___ Excerpted records

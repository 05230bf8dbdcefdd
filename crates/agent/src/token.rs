//! Token estimation utilities.
//!
//! Uses a character-based heuristic: ~4 characters per token. Budget
//! enforcement built on this is a soft guarantee, not an exact one.

use sleuth_core::message::Message;

/// Estimate the token count for a string.
///
/// Heuristic: 1 token ≈ 4 characters. Rounds up.
pub fn estimate_tokens(text: &str) -> usize {
    text.len().div_ceil(4)
}

/// Estimate tokens for a single message including per-message overhead.
///
/// Each message costs ~4 tokens of overhead for the role name and
/// delimiters in the API wire format.
pub fn estimate_message_tokens(message: &Message) -> usize {
    4 + estimate_tokens(&message.content)
}

/// Estimate tokens for a slice of messages.
pub fn estimate_messages_tokens(messages: &[Message]) -> usize {
    messages.iter().map(estimate_message_tokens).sum()
}
//! Message domain types.
//!
//! Messages are immutable once built: the gateway copies and rewrites
//! message lists (emulation folding, reinforcement) but never edits one in place.

use chrono::{DateTime, Utc};
use serde::{Deserialize, Serialize};
use uuid::Uuid;

use crate::tool::ToolCallRequest;

/// The role of a message sender in a conversation.
#[derive(Debug, Clone, Copy, PartialEq, Eq, Serialize, Deserialize)]
#[serde(rename_all = "lowercase")]
pub enum Role {
    /// The end user (or the agent speaking on the user's behalf)
    User,
    /// The model
    Assistant,
    /// System instructions
    System,
    /// Tool execution result
    Tool,
}

impl std::fmt::Display for Role {
    fn fmt(&self, f: &mut std::fmt::Formatter<'_>) -> std::fmt::Result {
        let s = match self {
            Role::User => "user",
            Role::Assistant => "assistant",
            Role::System => "system",
            Role::Tool => "tool",
        };
        f.write_str(s)
    }
}

/// A single message sent to or received from a model.
#[derive(Debug, Clone, Serialize, Deserialize)]
pub struct Message {
    /// Unique message ID
    pub id: String,

    /// Who sent this message
    pub role: Role,

    /// The text content
    pub content: String,

    /// Tool calls requested by the assistant (if any)
    #[serde(default, skip_serializing_if = "Vec::is_empty")]
    pub tool_calls: Vec<ToolCallRequest>,

    /// If this is a tool result, which tool call it responds to
    #[serde(default, skip_serializing_if = "Option::is_none")]
    pub tool_call_id: Option<String>,

    /// If this is a tool result, the name of the tool that produced it
    #[serde(default, skip_serializing_if = "Option::is_none")]
    pub tool_name: Option<String>,

    pub timestamp: DateTime<Utc>,
}

impl Message {
    fn with_role(role: Role, content: impl Into<String>) -> Self {
        Self {
            id: Uuid::new_v4().to_string(),
            role,
            content: content.into(),
            tool_calls: Vec::new(),
            tool_call_id: None,
            tool_name: None,
            timestamp: Utc::now(),
        }
    }

    /// Create a new user message.
    pub fn user(content: impl Into<String>) -> Self {
        Self::with_role(Role::User, content)
    }

    /// Create a new assistant message.
    pub fn assistant(content: impl Into<String>) -> Self {
        Self::with_role(Role::Assistant, content)
    }

    /// Create an assistant message carrying tool-execution requests.
    pub fn assistant_with_calls(content: impl Into<String>, tool_calls: Vec<ToolCallRequest>) -> Self {
        let mut message = Self::with_role(Role::Assistant, content);
        message.tool_calls = tool_calls;
        message
    }

    /// Create a new system message.
    pub fn system(content: impl Into<String>) -> Self {
        Self::with_role(Role::System, content)
    }

    /// Create a tool result message.
    pub fn tool_result(
        tool_call_id: impl Into<String>,
        tool_name: impl Into<String>,
        content: impl Into<String>,
    ) -> Self {
        let mut message = Self::with_role(Role::Tool, content);
        message.tool_call_id = Some(tool_call_id.into());
        message.tool_name = Some(tool_name.into());
        message
    }

    /// Whether the message carries any text worth sending.
    pub fn is_blank(&self) -> bool {
        self.content.trim().is_empty() && self.tool_calls.is_empty()
    }
}

#[cfg(test)]
mod tests {
    use super::*;

    #[test]
    fn constructors_set_roles() {
        assert_eq!(Message::user("q").role, Role::User);
        assert_eq!(Message::assistant("a").role, Role::Assistant);
        assert_eq!(Message::system("s").role, Role::System);

        let result = Message::tool_result("call_1", "searchSymbols", "Foo, Bar");
        assert_eq!(result.role, Role::Tool);
        assert_eq!(result.tool_call_id.as_deref(), Some("call_1"));
        assert_eq!(result.tool_name.as_deref(), Some("searchSymbols"));
    }

    #[test]
    fn role_serializes_lowercase() {
        let json = serde_json::to_string(&Role::Assistant).unwrap();
        assert_eq!(json, "\"assistant\"");
        assert_eq!(Role::Tool.to_string(), "tool");
    }

    #[test]
    fn blank_detection_considers_tool_calls() {
        assert!(Message::assistant("   ").is_blank());
        let with_call = Message::assistant_with_calls(
            "",
            vec![ToolCallRequest::new("answer", serde_json::json!({}))],
        );
        assert!(!with_call.is_blank());
    }
}
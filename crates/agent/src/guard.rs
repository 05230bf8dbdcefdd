//! Duplicate detection for tool calls.
//!
//! Every executed call leaves behind signatures of the form
//! `tool:param=value`, one per list element for list-valued parameters. A
//! proposed call sharing any signature with an executed one is a repeat and
//! is swapped for a neighborhood exploration call seeded with every
//! identifier seen so far. If every signature of that substitute has already
//! been executed, the original goes through once and the session is pushed
//! into beast mode.

use serde_json::Value;
use sleuth_core::tool::ToolCallRequest;
use std::collections::{BTreeSet, HashSet};
use tracing::debug;

use crate::finalize;

/// Tool used as the substitute for a repeated call.
pub const FALLBACK_TOOL: &str = "getRelatedClasses";

/// Parameter excluded from signatures: it is commentary, not a search input.
const REASONING_PARAM: &str = "reasoning";

/// Canonical signatures of `call`.
pub fn signatures(call: &ToolCallRequest) -> Vec<String> {
    let Some(args) = call.arguments.as_object() else {
        return vec![format!("{}:", call.name)];
    };

    let mut out = Vec::new();
    for (param, value) in args.iter().filter(|(k, _)| *k != REASONING_PARAM) {
        match value {
            Value::Array(items) if items.is_empty() => {
                out.push(format!("{}:{param}=empty", call.name));
            }
            Value::Array(items) => {
                out.extend(items.iter().map(|item| format!("{}:{param}={}", call.name, scalar(item))));
            }
            other => out.push(format!("{}:{param}={}", call.name, scalar(other))),
        }
    }
    if out.is_empty() {
        out.push(format!("{}:", call.name));
    }
    out
}

fn scalar(value: &Value) -> String {
    match value {
        Value::String(s) => s.clone(),
        other => other.to_string(),
    }
}

/// Identifiers a call refers to, reduced to their owning class where needed.
fn referenced_identifiers(call: &ToolCallRequest) -> Vec<String> {
    match call.name.as_str() {
        "getClassSkeletons" | "getClassSources" | "getRelatedClasses" => call.arg_strings("classNames"),
        "getMethodSources" => call
            .arg_strings("methodNames")
            .into_iter()
            .filter_map(|m| owner_of(&m).map(str::to_string))
            .collect(),
        "getUsages" => call
            .arg_strings("symbols")
            .into_iter()
            .map(|s| owner_of(&s).map_or(s.clone(), str::to_string))
            .collect(),
        _ => Vec::new(),
    }
}

fn owner_of(symbol: &str) -> Option<&str> {
    symbol.rfind('.').filter(|&i| i > 0).map(|i| &symbol[..i])
}

/// Per-session duplicate detector.
#[derive(Debug, Default)]
pub struct LoopGuard {
    signatures: HashSet<String>,
    tracked: BTreeSet<String>,
    beast_mode: bool,
    fallback_available: bool,
}

impl LoopGuard {
    /// `fallback_available` says whether [`FALLBACK_TOOL`] can be executed;
    /// without it repeats pass through untouched.
    pub fn new(fallback_available: bool) -> Self {
        Self {
            fallback_available,
            ..Self::default()
        }
    }

    /// Set once a forged substitute would itself repeat. Never cleared.
    pub fn beast_mode(&self) -> bool {
        self.beast_mode
    }

    pub fn tracked(&self) -> &BTreeSet<String> {
        &self.tracked
    }

    fn seen_any(&self, call: &ToolCallRequest) -> bool {
        signatures(call).iter().any(|s| self.signatures.contains(s))
    }

    fn seen_all(&self, call: &ToolCallRequest) -> bool {
        signatures(call).iter().all(|s| self.signatures.contains(s))
    }

    /// The call to execute in place of `proposed`.
    pub fn sanitize(&mut self, proposed: ToolCallRequest) -> ToolCallRequest {
        if !self.fallback_available || finalize::is_finalize(&proposed.name) {
            return proposed;
        }
        if !self.seen_any(&proposed) {
            return proposed;
        }

        let forged = ToolCallRequest::new(
            FALLBACK_TOOL,
            serde_json::json!({ "classNames": self.tracked.iter().collect::<Vec<_>>() }),
        );
        if self.seen_all(&forged) {
            debug!(tool = %proposed.name, "Substitute would repeat too; engaging beast mode");
            self.beast_mode = true;
            return proposed;
        }
        debug!(
            tool = %proposed.name,
            tracked = self.tracked.len(),
            "Repeated tool call replaced with {FALLBACK_TOOL}"
        );
        forged
    }

    /// Remember an executed call.
    pub fn record(&mut self, call: &ToolCallRequest) {
        if finalize::is_finalize(&call.name) {
            return;
        }
        self.signatures.extend(signatures(call));
        self.tracked.extend(referenced_identifiers(call));
    }

    /// Sanitize and record in one step.
    pub fn admit(&mut self, proposed: ToolCallRequest) -> ToolCallRequest {
        let call = self.sanitize(proposed);
        self.record(&call);
        call
    }
}

#[cfg(test)]
mod tests {
    use super::*;
    use serde_json::json;

    fn call(name: &str, args: Value) -> ToolCallRequest {
        ToolCallRequest::new(name, args)
    }

    #[test]
    fn list_parameters_expand() {
        let sigs = signatures(&call(
            "searchSymbols",
            json!({"patterns": [".*Foo.*", ".*Bar.*"], "reasoning": "x"}),
        ));
        assert_eq!(sigs, vec!["searchSymbols:patterns=.*Foo.*", "searchSymbols:patterns=.*Bar.*"]);
        assert_eq!(
            signatures(&call("getUsages", json!({"symbols": []}))),
            vec!["getUsages:symbols=empty"]
        );
        assert_eq!(signatures(&call("ping", json!({}))), vec!["ping:"]);
    }

    #[test]
    fn repeat_is_replaced_by_related_classes() {
        let mut guard = LoopGuard::new(true);
        let first = guard.admit(call("getUsages", json!({"symbols": ["a.B.m"], "reasoning": "r1"})));
        assert_eq!(first.name, "getUsages");

        let second = guard.admit(call("getUsages", json!({"symbols": ["a.B.m"], "reasoning": "r2"})));
        assert_eq!(second.name, FALLBACK_TOOL);
        assert_eq!(second.arg_strings("classNames"), vec!["a.B"]);
        assert!(!guard.beast_mode());
    }

    #[test]
    fn detection_is_order_independent() {
        let mut guard = LoopGuard::new(true);
        guard.admit(call("searchSymbols", json!({"patterns": ["b", "a"]})));
        let repeat = guard.sanitize(call("searchSymbols", json!({"patterns": ["a"]})));
        assert_eq!(repeat.name, FALLBACK_TOOL);

        let mut guard = LoopGuard::new(true);
        guard.admit(call("searchSymbols", json!({"patterns": ["a"]})));
        let repeat = guard.sanitize(call("searchSymbols", json!({"patterns": ["b", "a"]})));
        assert_eq!(repeat.name, FALLBACK_TOOL);
    }

    #[test]
    fn repeated_substitute_engages_beast_mode_and_keeps_original() {
        let mut guard = LoopGuard::new(true);
        guard.admit(call("getClassSources", json!({"classNames": ["a.Foo"]})));
        // First repeat forges getRelatedClasses([a.Foo])
        let forged = guard.admit(call("getClassSources", json!({"classNames": ["a.Foo"]})));
        assert_eq!(forged.name, FALLBACK_TOOL);

        let original = call("getClassSources", json!({"classNames": ["a.Foo"]}));
        let passed = guard.admit(original.clone());
        assert_eq!(passed, original);
        assert!(guard.beast_mode());
    }

    #[test]
    fn substitute_with_unexplored_class_is_still_forged() {
        let mut guard = LoopGuard::new(true);
        guard.admit(call("getClassSources", json!({"classNames": ["a.Foo"]})));
        let forged = guard.admit(call("getClassSources", json!({"classNames": ["a.Foo"]})));
        assert_eq!(forged.name, FALLBACK_TOOL);
        guard.admit(call("getClassSources", json!({"classNames": ["a.Bar"]})));

        // getRelatedClasses(a.Foo) already ran, getRelatedClasses(a.Bar) has not
        let next = guard.admit(call("getClassSources", json!({"classNames": ["a.Bar"]})));
        assert_eq!(next.name, FALLBACK_TOOL);
        assert_eq!(next.arg_strings("classNames"), vec!["a.Bar", "a.Foo"]);
        assert!(!guard.beast_mode());

        // Now both are covered
        let last = guard.admit(call("getClassSources", json!({"classNames": ["a.Bar"]})));
        assert_eq!(last.name, "getClassSources");
        assert!(guard.beast_mode());
    }

    #[test]
    fn tracked_identifiers() {
        let mut guard = LoopGuard::new(true);
        guard.record(&call("getMethodSources", json!({"methodNames": ["a.B.run", "main"]})));
        guard.record(&call("getUsages", json!({"symbols": ["a.C.f", "D"]})));
        guard.record(&call("getClassSkeletons", json!({"classNames": ["x.Y"]})));
        guard.record(&call("searchSymbols", json!({"patterns": ["ignored.Z"]})));
        let tracked: Vec<&str> = guard.tracked().iter().map(String::as_str).collect();
        assert_eq!(tracked, vec!["D", "a.B", "a.C", "x.Y"]);
    }

    #[test]
    fn finalize_and_missing_fallback_pass_through() {
        let mut guard = LoopGuard::new(true);
        let answer = call("answer", json!({"explanation": "x", "classNames": []}));
        guard.admit(answer.clone());
        assert_eq!(guard.sanitize(answer.clone()), answer);

        let mut bare = LoopGuard::new(false);
        let usage = call("searchSubstrings", json!({"patterns": ["foo"]}));
        bare.admit(usage.clone());
        assert_eq!(bare.sanitize(usage.clone()), usage);
    }
}
//! The model backend contract.
//!
//! A Provider knows how to send a list of messages (plus optional tool
//! specifications) to a model and get back either text or tool-execution
//! requests, as a complete message or as a stream of chunks.
//!
//! Backends differ in whether they implement function calling natively;
//! that difference is described by [`ModelProfile`] and absorbed by the
//! request gateway, never by callers.

use async_trait::async_trait;
use serde::{Deserialize, Serialize};

use crate::error::ProviderError;
use crate::message::Message;
use crate::tool::{ToolCallRequest, ToolSpecification};

/// Whether the model may answer in plain text or must call a tool.
#[derive(Debug, Clone, Copy, PartialEq, Eq, Default, Serialize, Deserialize)]
#[serde(rename_all = "lowercase")]
pub enum ToolChoice {
    #[default]
    Auto,
    Required,
}

/// Requested shape of the completion text.
#[derive(Debug, Clone, Copy, PartialEq, Eq, Default, Serialize, Deserialize)]
#[serde(rename_all = "snake_case")]
pub enum ResponseFormat {
    #[default]
    Text,
    JsonObject,
}

/// What the runtime knows about a model's protocol support.
#[derive(Debug, Clone, PartialEq, Eq, Serialize, Deserialize)]
pub struct ModelProfile {
    /// Model identifier sent to the backend
    pub name: String,

    /// Backend implements function calling natively
    #[serde(default = "default_true")]
    pub native_tools: bool,

    /// Backend accepts several tool calls in one turn
    #[serde(default = "default_true")]
    pub parallel_tool_calls: bool,
}

fn default_true() -> bool {
    true
}

impl ModelProfile {
    /// A model with native function calling.
    pub fn native(name: impl Into<String>) -> Self {
        Self {
            name: name.into(),
            native_tools: true,
            parallel_tool_calls: true,
        }
    }

    /// A model that needs tool calls emulated through JSON output.
    pub fn emulated(name: impl Into<String>) -> Self {
        Self {
            name: name.into(),
            native_tools: false,
            parallel_tool_calls: false,
        }
    }
}

/// A single request to a backend.
#[derive(Debug, Clone, Serialize, Deserialize)]
pub struct ProviderRequest {
    /// The model to use (e.g., "gpt-4o")
    pub model: String,

    /// The conversation messages
    pub messages: Vec<Message>,

    /// Temperature (0.0 = deterministic)
    #[serde(default)]
    pub temperature: f32,

    /// Maximum tokens to generate
    #[serde(default, skip_serializing_if = "Option::is_none")]
    pub max_tokens: Option<u32>,

    /// Tools the model can call natively
    #[serde(default, skip_serializing_if = "Vec::is_empty")]
    pub tools: Vec<ToolSpecification>,

    #[serde(default)]
    pub tool_choice: ToolChoice,

    #[serde(default)]
    pub parallel_tool_calls: bool,

    #[serde(default)]
    pub response_format: ResponseFormat,

    /// Whether to stream the response
    #[serde(default)]
    pub stream: bool,
}

impl ProviderRequest {
    /// A plain text request with no tools.
    pub fn new(model: impl Into<String>, messages: Vec<Message>) -> Self {
        Self {
            model: model.into(),
            messages,
            temperature: 0.0,
            max_tokens: None,
            tools: Vec::new(),
            tool_choice: ToolChoice::Auto,
            parallel_tool_calls: false,
            response_format: ResponseFormat::Text,
            stream: false,
        }
    }
}

/// A complete (non-streaming) response from a provider.
#[derive(Debug, Clone, Serialize, Deserialize)]
pub struct ProviderResponse {
    /// The generated message
    pub message: Message,

    /// Token usage statistics
    pub usage: Option<Usage>,

    /// Which model actually responded (may differ from requested)
    pub model: String,
}

/// Token usage information.
#[derive(Debug, Clone, Default, PartialEq, Eq, Serialize, Deserialize)]
pub struct Usage {
    pub prompt_tokens: u32,
    pub completion_tokens: u32,
    pub total_tokens: u32,

    /// Prompt tokens served from the backend's prompt cache
    #[serde(default, skip_serializing_if = "Option::is_none")]
    pub cached_tokens: Option<u32>,
}

impl Usage {
    /// Fold another usage report into this one.
    pub fn accumulate(&mut self, other: &Usage) {
        self.prompt_tokens += other.prompt_tokens;
        self.completion_tokens += other.completion_tokens;
        self.total_tokens += other.total_tokens;
        if let Some(cached) = other.cached_tokens {
            *self.cached_tokens.get_or_insert(0) += cached;
        }
    }
}

/// A single chunk in a streaming response.
#[derive(Debug, Clone, Default, Serialize, Deserialize)]
pub struct StreamChunk {
    /// Partial content delta
    #[serde(default)]
    pub content: Option<String>,

    /// Fully assembled tool calls (typically only in the final chunk)
    #[serde(default, skip_serializing_if = "Vec::is_empty")]
    pub tool_calls: Vec<ToolCallRequest>,

    /// Whether this is the final chunk
    #[serde(default)]
    pub done: bool,

    /// Usage info (typically only in the final chunk)
    #[serde(default, skip_serializing_if = "Option::is_none")]
    pub usage: Option<Usage>,
}

/// The core Provider trait.
///
/// Every model backend implements this trait. The gateway calls `stream()`
/// without knowing which backend sits behind it.
#[async_trait]
pub trait Provider: Send + Sync {
    /// A human-readable name for this provider (e.g., "openai", "ollama").
    fn name(&self) -> &str;

    /// Send a request and get a complete response.
    async fn complete(&self, request: ProviderRequest) -> std::result::Result<ProviderResponse, ProviderError>;

    /// Send a request and get a stream of response chunks.
    ///
    /// Default implementation calls `complete()` and wraps the result as a single chunk.
    async fn stream(
        &self,
        request: ProviderRequest,
    ) -> std::result::Result<
        tokio::sync::mpsc::Receiver<std::result::Result<StreamChunk, ProviderError>>,
        ProviderError,
    > {
        let response = self.complete(request).await?;
        let (tx, rx) = tokio::sync::mpsc::channel(1);
        let _ = tx
            .send(Ok(StreamChunk {
                content: Some(response.message.content),
                tool_calls: response.message.tool_calls,
                done: true,
                usage: response.usage,
            }))
            .await;
        Ok(rx)
    }

    /// List available models for this provider.
    async fn list_models(&self) -> std::result::Result<Vec<String>, ProviderError> {
        Ok(Vec::new())
    }

    /// Whether the backend is reachable.
    async fn health_check(&self) -> std::result::Result<bool, ProviderError> {
        Ok(true)
    }
}

#[cfg(test)]
mod tests {
    use super::*;

    struct FixedProvider;

    #[async_trait]
    impl Provider for FixedProvider {
        fn name(&self) -> &str {
            "fixed"
        }

        async fn complete(&self, request: ProviderRequest) -> Result<ProviderResponse, ProviderError> {
            Ok(ProviderResponse {
                message: Message::assistant(format!("echo:{}", request.messages.len())),
                usage: Some(Usage {
                    prompt_tokens: 3,
                    completion_tokens: 2,
                    total_tokens: 5,
                    cached_tokens: None,
                }),
                model: request.model,
            })
        }
    }

    #[test]
    fn request_defaults_to_plain_text() {
        let req = ProviderRequest::new("gpt-4o", vec![Message::user("hi")]);
        assert_eq!(req.tool_choice, ToolChoice::Auto);
        assert_eq!(req.response_format, ResponseFormat::Text);
        assert!(req.tools.is_empty());
        assert!(req.temperature.abs() < f32::EPSILON);
    }

    #[test]
    fn profiles() {
        assert!(ModelProfile::native("gpt-4o").native_tools);
        let emulated = ModelProfile::emulated("deepseek-r1");
        assert!(!emulated.native_tools);
        assert!(!emulated.parallel_tool_calls);
    }

    #[test]
    fn usage_accumulates_cached_tokens() {
        let mut total = Usage::default();
        total.accumulate(&Usage {
            prompt_tokens: 10,
            completion_tokens: 5,
            total_tokens: 15,
            cached_tokens: None,
        });
        total.accumulate(&Usage {
            prompt_tokens: 20,
            completion_tokens: 5,
            total_tokens: 25,
            cached_tokens: Some(12),
        });
        assert_eq!(total.total_tokens, 40);
        assert_eq!(total.cached_tokens, Some(12));
    }

    #[tokio::test]
    async fn default_stream_wraps_complete() {
        let provider = FixedProvider;
        let mut rx = provider
            .stream(ProviderRequest::new("m", vec![Message::user("a"), Message::user("b")]))
            .await
            .unwrap();
        let chunk = rx.recv().await.unwrap().unwrap();
        assert!(chunk.done);
        assert_eq!(chunk.content.as_deref(), Some("echo:2"));
        assert_eq!(chunk.usage.unwrap().total_tokens, 5);
        assert!(rx.recv().await.is_none());
    }
}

______

* **Brief**: Select the lines from the entries that include the word "getRelatedClasses".

* **Answer**:
pub const FALLBACK_TOOL: &str = "getRelatedClasses";
        "getClassSkeletons" | "getClassSources" | "getRelatedClasses" => call.arg_strings("classNames"),
        // First repeat forges getRelatedClasses([a.Foo])
        // getRelatedClasses(a.Foo) already ran, getRelatedClasses(a.Bar) has not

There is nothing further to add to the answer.